Crude oil pipeline rupture
Enbridge Pipelines Inc.
864-millimetre Line 3/4, Mile Post 109.42
Near Hardisty, Alberta
17 January 2001

The Transportation Safety Board of Canada (TSB) investigated this occurrence for the purpose of advancing transportation safety. It is not the function of the Board to assign fault or determine civil or criminal liability. This report is not created for use in the context of legal, disciplinary or other proceedings. See Ownership and use of content.

Summary

At 0045 mountain standard time on 17 January 2001, a rupture occurred on the Enbridge Pipelines Inc. 864-millimetreoutside diameter Line 3/4 at Mile Post 109.42, 0.8 kilometres downstream of the Hardisty pump station near Hardisty, Alberta.
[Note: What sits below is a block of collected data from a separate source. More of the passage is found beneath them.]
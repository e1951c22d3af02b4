//! Portal profile models

use serde::{Deserialize, Serialize};
use std::collections::HashMap;

use crate::sheet::columns::{is_commented, normalize_header};

/// Declared type of a profile property, resolved once when the profile is loaded
#[derive(Debug, Clone, PartialEq, Eq, Serialize, Deserialize)]
pub enum PropertyType {
    Text,
    Integer,
    Number,
    Boolean,
    /// Nested object, kept as JSON text in the cell
    Object,
    /// Sequence of items, kept as delimited text in the cell
    Array(Box<PropertyType>),
}

impl PropertyType {
    /// Map a JSON schema `type` keyword (plus `items` for arrays) to a property type
    pub fn from_schema_type(type_name: &str, items: Option<&serde_json::Value>) -> Self {
        match type_name {
            "integer" => PropertyType::Integer,
            "number" => PropertyType::Number,
            "boolean" => PropertyType::Boolean,
            "object" => PropertyType::Object,
            "array" => {
                let item_type = items
                    .and_then(|items| items.get("type"))
                    .and_then(schema_type_name)
                    .map(|name| match name {
                        // Nested arrays are flattened to text items
                        "array" => PropertyType::Text,
                        other => PropertyType::from_schema_type(other, None),
                    })
                    .unwrap_or(PropertyType::Text);
                PropertyType::Array(Box::new(item_type))
            }
            _ => PropertyType::Text,
        }
    }

    pub fn is_array(&self) -> bool {
        matches!(self, PropertyType::Array(_))
    }

    /// Short name used in validation messages
    pub fn type_name(&self) -> &'static str {
        match self {
            PropertyType::Text => "string",
            PropertyType::Integer => "integer",
            PropertyType::Number => "number",
            PropertyType::Boolean => "boolean",
            PropertyType::Object => "object",
            PropertyType::Array(_) => "array",
        }
    }
}

/// Read the `type` keyword, which may be a string or a list such as `["string", "null"]`
pub(crate) fn schema_type_name(value: &serde_json::Value) -> Option<&str> {
    match value {
        serde_json::Value::String(s) => Some(s.as_str()),
        serde_json::Value::Array(types) => types
            .iter()
            .filter_map(|t| t.as_str())
            .find(|t| *t != "null"),
        _ => None,
    }
}

/// One property of a profile
#[derive(Debug, Clone, Serialize, Deserialize)]
pub struct PropertySpec {
    pub name: String,
    pub property_type: PropertyType,
    pub required: bool,
    pub identifying: bool,
    /// Only admins may submit it (readonly, notSubmittable, admin permission)
    pub admin_only: bool,
    /// Links to other objects and can be searched for on the portal
    pub searchable: bool,
    /// Allowed values, for the property itself or for its array items
    #[serde(default, skip_serializing_if = "Vec::is_empty")]
    pub enum_values: Vec<String>,
    #[serde(default, skip_serializing_if = "Option::is_none")]
    pub description: Option<String>,
}

/// Schema descriptor for one object type
///
/// Immutable once loaded. Property order follows the schema document.
#[derive(Debug, Clone)]
pub struct Profile {
    pub name: String,
    /// Schema version reported by the portal, if any
    pub version: Option<String>,
    properties: Vec<PropertySpec>,
    identifying_properties: Vec<String>,
    index: HashMap<String, usize>,
    /// Normalized name -> property, for header text typed by hand
    header_index: HashMap<String, usize>,
}

impl Profile {
    pub fn new(
        name: impl Into<String>,
        version: Option<String>,
        properties: Vec<PropertySpec>,
        identifying_properties: Vec<String>,
    ) -> Self {
        let index = properties
            .iter()
            .enumerate()
            .map(|(i, p)| (p.name.clone(), i))
            .collect();
        let mut header_index = HashMap::new();
        for (i, p) in properties.iter().enumerate() {
            header_index.entry(normalize_header(&p.name)).or_insert(i);
        }
        Self {
            name: name.into(),
            version,
            properties,
            identifying_properties,
            index,
            header_index,
        }
    }

    /// Look up a property by exact name
    pub fn property(&self, name: &str) -> Option<&PropertySpec> {
        self.index.get(name).map(|&i| &self.properties[i])
    }

    /// Resolve sheet header text to its property, tolerant to case and
    /// whitespace. Control columns never resolve.
    pub fn resolve_header(&self, header: &str) -> Option<&PropertySpec> {
        if is_commented(header) {
            return None;
        }
        // An exact spelling wins over a normalized match
        if let Some(spec) = self.property(header.trim()) {
            return Some(spec);
        }
        self.header_index
            .get(&normalize_header(header))
            .map(|&i| &self.properties[i])
    }

    pub fn properties(&self) -> &[PropertySpec] {
        &self.properties
    }

    /// Identifying property names in lookup priority order
    pub fn identifying_properties(&self) -> &[String] {
        &self.identifying_properties
    }

    pub fn required_properties(&self) -> impl Iterator<Item = &PropertySpec> {
        self.properties.iter().filter(|p| p.required)
    }
}

#[cfg(test)]
pub(crate) mod fixtures {
    use super::*;

    pub fn spec(name: &str, property_type: PropertyType) -> PropertySpec {
        PropertySpec {
            name: name.to_string(),
            property_type,
            required: false,
            identifying: false,
            admin_only: false,
            searchable: false,
            enum_values: Vec::new(),
            description: None,
        }
    }

    /// accession (identifying), aliases (identifying, array), status (required enum),
    /// lab, read_count, paired, notes, quality (admin only)
    pub fn sample_profile() -> Profile {
        let mut accession = spec("accession", PropertyType::Text);
        accession.identifying = true;
        let mut aliases = spec("aliases", PropertyType::Array(Box::new(PropertyType::Text)));
        aliases.identifying = true;
        let mut status = spec("status", PropertyType::Text);
        status.required = true;
        status.enum_values = vec!["released".into(), "in progress".into(), "deleted".into()];
        let mut lab = spec("lab", PropertyType::Text);
        lab.searchable = true;
        let mut quality = spec("quality", PropertyType::Text);
        quality.admin_only = true;

        Profile::new(
            "sample",
            Some("3".to_string()),
            vec![
                accession,
                aliases,
                status,
                lab,
                spec("read_count", PropertyType::Integer),
                spec("score", PropertyType::Number),
                spec("paired", PropertyType::Boolean),
                spec("documents", PropertyType::Array(Box::new(PropertyType::Text))),
                spec("notes", PropertyType::Text),
                quality,
            ],
            vec!["accession".to_string(), "aliases".to_string()],
        )
    }
}
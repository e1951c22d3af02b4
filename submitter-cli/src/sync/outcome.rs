//! Per-row outcomes of a batch

use chrono::{DateTime, Local};

use super::error::SyncError;

/// Terminal state of one data row
#[derive(Debug, Clone, PartialEq)]
pub enum RowState {
    Skipped,
    Succeeded,
    Failed(SyncError),
}

/// What happened to one row during a batch
#[derive(Debug, Clone)]
pub struct RowOutcome {
    pub row: usize,
    pub state: RowState,
    /// HTTP status, when the portal answered
    pub status: Option<u16>,
    pub message: String,
    pub timestamp: DateTime<Local>,
}

impl RowOutcome {
    pub fn skipped(row: usize) -> Self {
        Self {
            row,
            state: RowState::Skipped,
            status: None,
            message: "skipped".to_string(),
            timestamp: Local::now(),
        }
    }

    pub fn succeeded(row: usize, status: u16, message: impl Into<String>) -> Self {
        Self {
            row,
            state: RowState::Succeeded,
            status: Some(status),
            message: message.into(),
            timestamp: Local::now(),
        }
    }

    pub fn failed(row: usize, error: SyncError) -> Self {
        // The status already prefixes the response cell
        let message = match &error {
            SyncError::Remote { message, .. } => message.clone(),
            other => other.to_string(),
        };
        Self {
            row,
            status: error.status(),
            message,
            state: RowState::Failed(error),
            timestamp: Local::now(),
        }
    }

    pub fn is_success(&self) -> bool {
        self.state == RowState::Succeeded
    }

    pub fn is_failure(&self) -> bool {
        matches!(self.state, RowState::Failed(_))
    }
}

/// Outcomes of a whole batch, in physical row order
#[derive(Debug, Clone, Default)]
pub struct BatchReport {
    pub method: &'static str,
    pub outcomes: Vec<RowOutcome>,
}

impl BatchReport {
    pub fn new(method: &'static str) -> Self {
        Self {
            method,
            outcomes: Vec::new(),
        }
    }

    pub fn push(&mut self, outcome: RowOutcome) {
        self.outcomes.push(outcome);
    }

    pub fn succeeded(&self) -> usize {
        self.outcomes.iter().filter(|o| o.is_success()).count()
    }

    pub fn failed(&self) -> usize {
        self.outcomes.iter().filter(|o| o.is_failure()).count()
    }

    pub fn skipped(&self) -> usize {
        self.outcomes
            .iter()
            .filter(|o| o.state == RowState::Skipped)
            .count()
    }

    pub fn outcome(&self, row: usize) -> Option<&RowOutcome> {
        self.outcomes.iter().find(|o| o.row == row)
    }

    pub fn failures(&self) -> impl Iterator<Item = &RowOutcome> {
        self.outcomes.iter().filter(|o| o.is_failure())
    }
}

#[cfg(test)]
mod tests {
    use super::*;

    #[test]
    fn test_counts() {
        let mut report = BatchReport::new("PUT");
        report.push(RowOutcome::skipped(2));
        report.push(RowOutcome::failed(3, SyncError::IdentifyingKeyMissing));
        report.push(RowOutcome::succeeded(4, 200, "success"));
        report.push(RowOutcome::failed(5, SyncError::RemoteNotFound));

        assert_eq!(report.succeeded(), 1);
        assert_eq!(report.failed(), 2);
        assert_eq!(report.skipped(), 1);
        assert_eq!(report.outcome(5).and_then(|o| o.status), Some(404));
        assert_eq!(report.outcome(3).map(|o| o.message.as_str()), Some("no identifying property"));
    }
}
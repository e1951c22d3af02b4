//! Portal credentials
//!
//! Storage of credentials is left to the environment; the access key pair is
//! read from `SUBMITTER_ACCESS_KEY` / `SUBMITTER_SECRET_KEY` (a `.env` file is
//! honoured through dotenvy in `main`).

use log::debug;

use super::constants::{ENV_ACCESS_KEY, ENV_SECRET_KEY};

/// Access key pair used for HTTP basic auth
#[derive(Clone)]
pub struct Credentials {
    pub access_key: String,
    pub secret_key: String,
}

impl std::fmt::Debug for Credentials {
    fn fmt(&self, f: &mut std::fmt::Formatter<'_>) -> std::fmt::Result {
        f.debug_struct("Credentials")
            .field("access_key", &self.access_key)
            .field("secret_key", &"***")
            .finish()
    }
}

impl Credentials {
    /// Read the key pair from the environment. Both halves must be non-empty.
    pub fn from_env() -> Option<Self> {
        let access_key = std::env::var(ENV_ACCESS_KEY).ok()?;
        let secret_key = std::env::var(ENV_SECRET_KEY).ok()?;
        if access_key.trim().is_empty() || secret_key.trim().is_empty() {
            debug!("Ignoring empty portal credentials");
            return None;
        }
        Some(Self {
            access_key,
            secret_key,
        })
    }
}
The rupture occurred in a permanent slough that was fed by an underground spring. Although the line was shut down at the control centre in Edmonton, Alberta, within minutes of the rupture, the exact location of the rupture was not found until 1415 mountain standard time. Approximately 3800 cubic metres of crude oil was released and contained within a 2.7-hectare section. As of 01 May 2001, 3760 cubic metres of crude oil had been recovered.

Factual information

At 0045 mountain standard time (MST),Footnote 1 the control centre operator in Edmonton, Alberta, controlling Line 3/4 noticed a pressure drop at the Hardisty pump station and immediately began to shut down the mainline units at that pump station. As the line was being shut down, the emergency notification procedure was begun.

During the morning of 17 January 2001, the pipeline route downstream of the Hardisty pump station was both walked and flown along numerous times in an effort to identify the possible leak location. At approximately 1415, company personnel walking the line noticed that crude oil had surfaced through a crack in the ice near the edge of a slough about 300 metres (m) downstream of the Hardisty pump station. At that time, company personnel secured the site and began to implement oil containment, oil recovery and pipeline repair operations.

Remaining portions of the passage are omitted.